• _What you should do_: Write out each line of the entries exactly, starting at the first and finishing with the line that contains "Container deadline, e.g.".

• _Dataset entries_:
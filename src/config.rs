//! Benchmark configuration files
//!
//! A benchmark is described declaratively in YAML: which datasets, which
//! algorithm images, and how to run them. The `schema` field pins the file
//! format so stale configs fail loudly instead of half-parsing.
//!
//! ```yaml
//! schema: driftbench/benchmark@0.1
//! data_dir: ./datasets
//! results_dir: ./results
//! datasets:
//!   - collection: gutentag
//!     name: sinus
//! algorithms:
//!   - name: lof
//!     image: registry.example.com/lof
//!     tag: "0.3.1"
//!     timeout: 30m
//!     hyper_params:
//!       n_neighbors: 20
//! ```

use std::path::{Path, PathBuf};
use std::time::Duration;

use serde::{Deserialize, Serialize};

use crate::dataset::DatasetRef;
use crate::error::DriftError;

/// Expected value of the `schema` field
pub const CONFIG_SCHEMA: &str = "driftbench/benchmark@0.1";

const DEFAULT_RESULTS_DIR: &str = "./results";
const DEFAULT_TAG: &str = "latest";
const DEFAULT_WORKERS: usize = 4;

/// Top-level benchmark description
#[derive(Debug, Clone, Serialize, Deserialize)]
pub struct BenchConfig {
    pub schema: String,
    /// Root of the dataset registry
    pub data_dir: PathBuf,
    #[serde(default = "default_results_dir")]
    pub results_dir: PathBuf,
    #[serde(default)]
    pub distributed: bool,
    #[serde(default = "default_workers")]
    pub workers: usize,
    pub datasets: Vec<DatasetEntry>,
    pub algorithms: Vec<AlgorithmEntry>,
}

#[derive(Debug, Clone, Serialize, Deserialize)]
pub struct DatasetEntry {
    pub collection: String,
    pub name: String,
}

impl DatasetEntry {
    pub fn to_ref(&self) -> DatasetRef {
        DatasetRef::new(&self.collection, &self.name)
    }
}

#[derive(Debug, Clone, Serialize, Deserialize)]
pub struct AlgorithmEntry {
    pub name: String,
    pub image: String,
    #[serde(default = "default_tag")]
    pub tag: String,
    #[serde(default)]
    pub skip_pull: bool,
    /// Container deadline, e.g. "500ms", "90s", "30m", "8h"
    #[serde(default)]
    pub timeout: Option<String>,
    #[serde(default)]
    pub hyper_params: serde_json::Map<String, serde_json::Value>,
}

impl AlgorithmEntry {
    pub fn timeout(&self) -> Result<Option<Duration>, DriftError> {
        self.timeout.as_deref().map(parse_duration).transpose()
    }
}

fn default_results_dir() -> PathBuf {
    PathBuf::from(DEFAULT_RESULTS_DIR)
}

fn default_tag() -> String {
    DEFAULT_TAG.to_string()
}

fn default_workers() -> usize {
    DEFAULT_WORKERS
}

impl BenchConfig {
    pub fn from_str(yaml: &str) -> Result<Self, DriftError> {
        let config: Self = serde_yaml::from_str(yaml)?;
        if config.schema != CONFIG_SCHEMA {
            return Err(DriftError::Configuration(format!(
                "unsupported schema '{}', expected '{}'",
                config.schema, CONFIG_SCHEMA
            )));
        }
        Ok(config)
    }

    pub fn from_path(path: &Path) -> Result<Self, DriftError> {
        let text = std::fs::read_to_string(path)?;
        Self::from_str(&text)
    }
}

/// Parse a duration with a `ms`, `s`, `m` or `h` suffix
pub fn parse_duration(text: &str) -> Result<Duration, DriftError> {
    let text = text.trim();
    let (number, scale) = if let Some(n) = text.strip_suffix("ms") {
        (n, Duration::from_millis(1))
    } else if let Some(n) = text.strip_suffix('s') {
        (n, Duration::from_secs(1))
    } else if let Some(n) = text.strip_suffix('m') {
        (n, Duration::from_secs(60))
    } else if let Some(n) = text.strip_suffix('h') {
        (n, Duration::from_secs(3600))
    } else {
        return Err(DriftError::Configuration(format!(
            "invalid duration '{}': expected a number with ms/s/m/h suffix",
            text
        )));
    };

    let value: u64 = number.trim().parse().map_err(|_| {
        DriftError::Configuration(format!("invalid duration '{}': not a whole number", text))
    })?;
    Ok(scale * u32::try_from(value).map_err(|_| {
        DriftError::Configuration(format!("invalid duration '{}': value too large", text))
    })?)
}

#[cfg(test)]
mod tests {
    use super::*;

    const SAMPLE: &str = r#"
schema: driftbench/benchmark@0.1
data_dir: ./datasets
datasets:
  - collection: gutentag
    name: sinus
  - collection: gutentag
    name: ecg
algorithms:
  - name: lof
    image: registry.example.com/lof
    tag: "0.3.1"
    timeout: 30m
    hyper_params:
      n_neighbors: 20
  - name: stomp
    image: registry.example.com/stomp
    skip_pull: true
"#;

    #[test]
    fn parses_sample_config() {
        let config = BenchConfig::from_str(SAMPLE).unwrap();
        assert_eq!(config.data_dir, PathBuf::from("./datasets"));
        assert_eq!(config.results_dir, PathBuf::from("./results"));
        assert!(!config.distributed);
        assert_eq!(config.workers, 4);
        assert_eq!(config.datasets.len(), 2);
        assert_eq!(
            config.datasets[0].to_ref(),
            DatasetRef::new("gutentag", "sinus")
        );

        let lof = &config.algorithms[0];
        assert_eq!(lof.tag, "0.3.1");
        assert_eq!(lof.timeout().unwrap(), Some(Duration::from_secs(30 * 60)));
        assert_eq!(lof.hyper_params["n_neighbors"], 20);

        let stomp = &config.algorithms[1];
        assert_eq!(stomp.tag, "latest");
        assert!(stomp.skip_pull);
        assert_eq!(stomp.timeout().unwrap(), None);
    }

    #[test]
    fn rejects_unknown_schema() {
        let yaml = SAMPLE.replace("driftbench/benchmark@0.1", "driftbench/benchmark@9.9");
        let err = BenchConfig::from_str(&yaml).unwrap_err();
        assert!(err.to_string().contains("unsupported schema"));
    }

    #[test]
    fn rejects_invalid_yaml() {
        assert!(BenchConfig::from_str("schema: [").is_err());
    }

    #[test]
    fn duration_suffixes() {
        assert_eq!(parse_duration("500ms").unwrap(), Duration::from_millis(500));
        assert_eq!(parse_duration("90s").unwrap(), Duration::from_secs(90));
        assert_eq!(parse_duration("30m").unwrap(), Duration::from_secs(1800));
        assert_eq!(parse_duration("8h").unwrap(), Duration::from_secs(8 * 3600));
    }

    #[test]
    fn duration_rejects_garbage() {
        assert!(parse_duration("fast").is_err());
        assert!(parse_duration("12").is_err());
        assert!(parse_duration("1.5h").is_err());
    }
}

• _Task solution_:
filename src/config.rs
//! Benchmark configuration files
//!
//! A benchmark is described declaratively in YAML: which datasets, which
//! algorithm images, and how to run them. The `schema` field pins the file
//! format so stale configs fail loudly instead of half-parsing.
//!
//! ```yaml
//! schema: driftbench/benchmark@0.1
//! data_dir: ./datasets
//! results_dir: ./results
//! datasets:
//!   - collection: gutentag
//!     name: sinus
//! algorithms:
//!   - name: lof
//!     image: registry.example.com/lof
//!     tag: "0.3.1"
//!     timeout: 30m
//!     hyper_params:
//!       n_neighbors: 20
//! ```

use std::path::{Path, PathBuf};
use std::time::Duration;

use serde::{Deserialize, Serialize};

use crate::dataset::DatasetRef;
use crate::error::DriftError;

/// Expected value of the `schema` field
pub const CONFIG_SCHEMA: &str = "driftbench/benchmark@0.1";

const DEFAULT_RESULTS_DIR: &str = "./results";
const DEFAULT_TAG: &str = "latest";
const DEFAULT_WORKERS: usize = 4;

/// Top-level benchmark description
#[derive(Debug, Clone, Serialize, Deserialize)]
pub struct BenchConfig {
    pub schema: String,
    /// Root of the dataset registry
    pub data_dir: PathBuf,
    #[serde(default = "default_results_dir")]
    pub results_dir: PathBuf,
    #[serde(default)]
    pub distributed: bool,
    #[serde(default = "default_workers")]
    pub workers: usize,
    pub datasets: Vec<DatasetEntry>,
    pub algorithms: Vec<AlgorithmEntry>,
}

#[derive(Debug, Clone, Serialize, Deserialize)]
pub struct DatasetEntry {
    pub collection: String,
    pub name: String,
}

impl DatasetEntry {
    pub fn to_ref(&self) -> DatasetRef {
        DatasetRef::new(&self.collection, &self.name)
    }
}

#[derive(Debug, Clone, Serialize, Deserialize)]
pub struct AlgorithmEntry {
    pub name: String,
    pub image: String,
    #[serde(default = "default_tag")]
    pub tag: String,
    #[serde(default)]
    pub skip_pull: bool,
    /// Container deadline, e.g. "500ms", "90s", "30m", "8h"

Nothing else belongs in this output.